3. L'orientation prime sur la latitude
Habiter dans la moitié nord de la France n'est pas un handicap aussi grand qu'on le croit, à condition de parfaitement orienter et incliner ses panneaux. Un Bordelais avec un toit plein est performe moins bien qu'un Picard avec une installation au sol plein sud bien ventilée.
Construire votre support au sol ventilé
Le guide Solaireteck détaille les hauteurs sous panneaux, l'inclinaison optimale par zone, et toutes les bonnes pratiques de pose.
Ce qui reste vrai sur l'année
Soyons précis : sur le bilan énergétique annuel, une installation dans le sud-est produit toujours davantage qu'une installation dans le nord. La différence vient surtout du nombre d'heures de soleil exploitables (climat, fréquence des nuages, durée des journées d'hiver).
Mais l'écart est moins grand qu'on l'imagine. À puissance installée équivalente :
- Une installation à Marseille produit environ 1 350 kWh/an par kWc
- Une installation à Lille produit environ 1 000 kWh/an par kWc
Soit environ 30 % d'écart, et non pas le double ou le triple comme on pourrait l'imaginer.

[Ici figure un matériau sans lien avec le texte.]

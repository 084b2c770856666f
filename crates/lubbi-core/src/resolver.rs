//! Rule-based chat resolver.
//!
//! A message is normalized (trimmed, lowercased) and tested against an ordered table of
//! regex rules; the first match answers. If none match, an ordered keyword table is scanned
//! for a substring hit. Otherwise the default help text is returned.
//!
//! Rule order is part of the contract. "temperatura atual" is answered by `sensors`, not
//! `live_data`, because `sensors` comes first.

use crate::error::Result;
use crate::knowledge::{bullet_list, numbered_list, KnowledgeBase};
use crate::sensors::{SensorReading, SensorSource};
use chrono::Local;
use regex::Regex;

/// Answer used when nothing matched or a responder failed.
pub const DEFAULT_RESPONSE: &str = "🤔 Interessante sua pergunta! Como assistente especializado no LUBBI, posso te ajudar melhor com informações sobre:

• O que é o LUBBI e como funciona
• Nossos sensores e tecnologias
• Funcionalidades e capacidades
• Como conectar e usar o LUBBI
• Dados em tempo real
• Aplicações em saúde

Pode reformular sua pergunta ou me perguntar sobre algum desses tópicos?";

/// Appended to every keyword answer.
pub const FOLLOW_UP: &str = "Posso te ajudar com algo mais específico sobre o LUBBI?";

pub const GREETING: &str = "Olá! Sou o LUBBI Assistant, seu assistente virtual para informações sobre o robô de triagem inteligente. Como posso ajudá-lo hoje? Posso explicar sobre funcionalidades, sensores, ou tirar qualquer dúvida sobre o sistema LUBBI!";

const RULE_FALLBACK: &str = "fallback";

type Responder = fn(&KnowledgeBase, &dyn SensorSource) -> Result<String>;

/// (name, pattern over the normalized message, responder). Evaluated top to bottom.
const PATTERN_TABLE: &[(&str, &str, Responder)] = &[
    (
        "greeting",
        // Whole words only: "oi" must not fire inside "depois" or "foi".
        r"\b(?:olá|ola|oi|e aí|hey|hello|bom dia|boa tarde|boa noite)\b",
        greeting,
    ),
    (
        "about",
        r"(?:o que é|quem é|o que faz|explica|conta sobre|fale sobre).*lubb",
        about,
    ),
    (
        "features",
        r"funcionalidades|o que faz|capacidades|recursos|pode fazer",
        features,
    ),
    (
        "sensors",
        r"sensor|medir|medição|temperatura|batimento|coração|bpm",
        sensors,
    ),
    (
        "connection",
        r"conectar|conexão|conectado|ligar|conecte",
        connection,
    ),
    ("live_data", r"dados|atual|agora", live_data),
    (
        "advantages",
        r"vantagem|benefício|por que usar|diferencial|inovador",
        advantages,
    ),
    (
        "development",
        r"desenvolvido|quem fez|equipe|fiap|criador",
        development,
    ),
    ("help", r"ajuda|help|como funciona|manual", help),
    ("thanks", r"obrigado|obrigada|valeu|agradeço|thanks", thanks),
];

/// Literal substring and its one-line answer. Checked only when no pattern rule matched.
#[derive(Debug, Clone, Copy)]
pub struct KeywordRule {
    pub keyword: &'static str,
    pub response: &'static str,
}

const KEYWORD_RULES: &[KeywordRule] = &[
    KeywordRule {
        keyword: "triagem",
        response: "O LUBBI realiza triagem automática baseada nos sinais vitais e sintomas informados pelo paciente.",
    },
    KeywordRule {
        keyword: "hospital",
        response: "O LUBBI é perfeito para hospitais, reduzindo o tempo de espera e melhorando a eficiência da triagem.",
    },
    KeywordRule {
        keyword: "clínica",
        response: "Em clínicas, o LUBBI otimiza o fluxo de pacientes e fornece dados precisos para os médicos.",
    },
    KeywordRule {
        keyword: "tecnologia",
        response: "Usamos sensores de última geração e algoritmos de IA para máxima precisão.",
    },
    KeywordRule {
        keyword: "precisão",
        response: "Nossos sensores têm precisão de 98.7% e são calibrados regularmente.",
    },
    KeywordRule {
        keyword: "tempo",
        response: "O LUBBI reduz o tempo de triagem em até 70%, agilizando o atendimento.",
    },
    KeywordRule {
        keyword: "saúde",
        response: "Contribuímos para um sistema de saúde mais eficiente e acessível.",
    },
    KeywordRule {
        keyword: "emergência",
        response: "Em casos de emergência, o LUBBI prioriza pacientes com condições mais graves.",
    },
];

/// Compiled regex rule.
pub struct PatternRule {
    name: &'static str,
    matcher: Regex,
    respond: Responder,
}

impl PatternRule {
    pub fn name(&self) -> &'static str {
        self.name
    }

    pub fn matches(&self, normalized: &str) -> bool {
        self.matcher.is_match(normalized)
    }
}

/// Answer plus the rule that produced it (`fallback` when nothing matched).
#[derive(Debug, Clone, PartialEq)]
pub struct Resolution {
    pub rule: &'static str,
    pub text: String,
}

impl Resolution {
    fn fallback() -> Self {
        Self {
            rule: RULE_FALLBACK,
            text: DEFAULT_RESPONSE.to_string(),
        }
    }

    pub fn is_fallback(&self) -> bool {
        self.rule == RULE_FALLBACK
    }
}

pub struct Resolver {
    knowledge: KnowledgeBase,
    rules: Vec<PatternRule>,
    keywords: &'static [KeywordRule],
}

impl Resolver {
    /// Compiles the rule table over the LUBBI knowledge base.
    pub fn new() -> Result<Self> {
        Self::with_knowledge(KnowledgeBase::lubbi())
    }

    pub fn with_knowledge(knowledge: KnowledgeBase) -> Result<Self> {
        let rules = PATTERN_TABLE
            .iter()
            .map(|&(name, pattern, respond)| -> Result<PatternRule> {
                Ok(PatternRule {
                    name,
                    matcher: Regex::new(pattern)?,
                    respond,
                })
            })
            .collect::<Result<Vec<_>>>()?;
        Ok(Self {
            knowledge,
            rules,
            keywords: KEYWORD_RULES,
        })
    }

    /// Rule names in evaluation order.
    pub fn rule_names(&self) -> Vec<&'static str> {
        self.rules.iter().map(PatternRule::name).collect()
    }

    pub fn keywords(&self) -> &[KeywordRule] {
        self.keywords
    }

    /// Text-only answer for `message`.
    pub fn respond(&self, message: &str, sensors: &dyn SensorSource) -> String {
        self.resolve(message, sensors).text
    }

    pub fn resolve(&self, message: &str, sensors: &dyn SensorSource) -> Resolution {
        let normalized = message.trim().to_lowercase();

        if let Some(rule) = self.rules.iter().find(|r| r.matches(&normalized)) {
            return match (rule.respond)(&self.knowledge, sensors) {
                Ok(text) => Resolution {
                    rule: rule.name,
                    text,
                },
                Err(e) => {
                    tracing::warn!(
                        target: "lubbi::chat",
                        rule = rule.name,
                        error = %e,
                        "Responder failed, answering with default text"
                    );
                    Resolution::fallback()
                }
            };
        }

        if let Some(hit) = self
            .keywords
            .iter()
            .find(|k| normalized.contains(k.keyword))
        {
            return Resolution {
                rule: hit.keyword,
                text: format!("{}\n\n{}", hit.response, FOLLOW_UP),
            };
        }

        Resolution::fallback()
    }
}

fn greeting(_kb: &KnowledgeBase, _sensors: &dyn SensorSource) -> Result<String> {
    Ok(GREETING.to_string())
}

fn about(kb: &KnowledgeBase, _sensors: &dyn SensorSource) -> Result<String> {
    Ok(format!(
        "🤖 **LUBBI - Robô de Triagem Inteligente**

{}

**Missão:** {}

**Tecnologia:** {}

**Principais Funcionalidades:**
{}

O que gostaria de saber mais especificamente?",
        kb.about.description,
        kb.about.mission,
        kb.about.technology,
        bullet_list(kb.features, "•"),
    ))
}

fn features(kb: &KnowledgeBase, _sensors: &dyn SensorSource) -> Result<String> {
    Ok(format!(
        "🛠️ **Funcionalidades do LUBBI:**

{}

**Vantagens:**
{}

Qual funcionalidade te interessa mais?",
        numbered_list(kb.features),
        bullet_list(kb.advantages, "✓"),
    ))
}

fn sensors(kb: &KnowledgeBase, _sensors: &dyn SensorSource) -> Result<String> {
    Ok(format!(
        "🔬 **Sensores do LUBBI:**

**🌡️ Sensor de Temperatura:**
{}

**💓 Sensor Cardíaco:**
{}

Ambos os sensores fornecem dados em tempo real com alta precisão!",
        kb.sensors.temperature, kb.sensors.cardiac,
    ))
}

fn connection(_kb: &KnowledgeBase, _sensors: &dyn SensorSource) -> Result<String> {
    Ok("🔌 **Como conectar com o LUBBI:**

Para conectar com o robô LUBBI:

1. **Certifique-se que o LUBBI está ligado** e na mesma rede WiFi
2. **Clique no botão \"Conectar ao LUBBI\"** na seção de Monitoramento
3. **Aguarde a conexão** - o sistema tentará se conectar automaticamente
4. **Verifique os dados** - temperatura e batimentos cardíacos serão exibidos

Problemas de conexão? Verifique se o LUBBI está ligado e acessível na rede."
        .to_string())
}

fn live_data(_kb: &KnowledgeBase, sensors: &dyn SensorSource) -> Result<String> {
    let reading = sensors.snapshot()?;
    Ok(render_live_data(&reading))
}

fn render_live_data(reading: &SensorReading) -> String {
    let temperature = reading
        .temperature
        .map(|t| format!("{}°C", t))
        .unwrap_or_else(|| "--".to_string());
    let heart_rate = reading
        .heart_rate
        .map(|b| format!("{} BPM", b))
        .unwrap_or_else(|| "--".to_string());
    let footer = match reading.last_update {
        Some(at) => format!(
            "Última atualização: {}",
            at.with_timezone(&Local).format("%d/%m/%Y, %H:%M:%S")
        ),
        None => "Aguardando dados dos sensores...".to_string(),
    };

    format!(
        "📊 **Dados Atuais dos Sensores:**

🌡️ Temperatura: {}
💓 Frequência Cardíaca: {}

{}",
        temperature, heart_rate, footer
    )
}

fn advantages(kb: &KnowledgeBase, _sensors: &dyn SensorSource) -> Result<String> {
    Ok(format!(
        "⭐ **Por que escolher o LUBBI?**

{}

**Aplicações:**
{}",
        bullet_list(kb.advantages, "🎯"),
        bullet_list(kb.applications, "🏥"),
    ))
}

fn development(kb: &KnowledgeBase, _sensors: &dyn SensorSource) -> Result<String> {
    Ok(format!(
        "👨‍💻 **Sobre o Desenvolvimento:**

{}

**Características Técnicas:**
• Plataforma: ESP32 com TFT Touch
• Sensores: MLX90614 (temperatura) + MAX30105 (cardíaco)
• Comunicação: WiFi + HTTP/REST
• Interface: TFT Touchscreen 3.5\"
• Alimentação: Bateria LiPo + Carregamento wireless

A equipe é composta por especialistas em medicina, engenharia e IA!",
        kb.development,
    ))
}

fn help(_kb: &KnowledgeBase, _sensors: &dyn SensorSource) -> Result<String> {
    Ok("🆘 **Como posso ajudar?**

Posso explicar sobre:

🤖 **O que é o LUBBI** - Conceito e missão
🛠️ **Funcionalidades** - O que o robô pode fazer
🔬 **Sensores** - Tecnologias de medição
📊 **Dados em Tempo Real** - Leituras atuais
🔌 **Conexão** - Como conectar com o LUBBI
⭐ **Vantagens** - Benefícios do sistema
👨‍💻 **Desenvolvimento** - Sobre a equipe e tecnologia

O que gostaria de saber?"
        .to_string())
}

fn thanks(_kb: &KnowledgeBase, _sensors: &dyn SensorSource) -> Result<String> {
    Ok("😊 De nada! Fico feliz em ajudar. Se tiver mais alguma dúvida sobre o LUBBI, estou aqui!

Que tal conhecer mais sobre nossos sensores ou como conectar com o LUBBI?"
        .to_string())
}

Et cet écart se réduit encore si l'installation nordiste est mieux orientée et mieux ventilée.
La vraie leçon
Le bon réflexe n'est pas « j'habite au nord, donc le solaire ne sert à rien chez moi ». C'est plutôt : j'optimise ce que je peux optimiser — orientation, inclinaison, ventilation, support — pour tirer le maximum de mon site.
Habiter en Picardie, en Bretagne ou en Normandie ne vous empêche pas d'avoir une installation solaire rentable. À condition de la concevoir intelligemment. Le sol bien orienté et bien ventilé bat largement une toiture mal orientée, quelle que soit la latitude.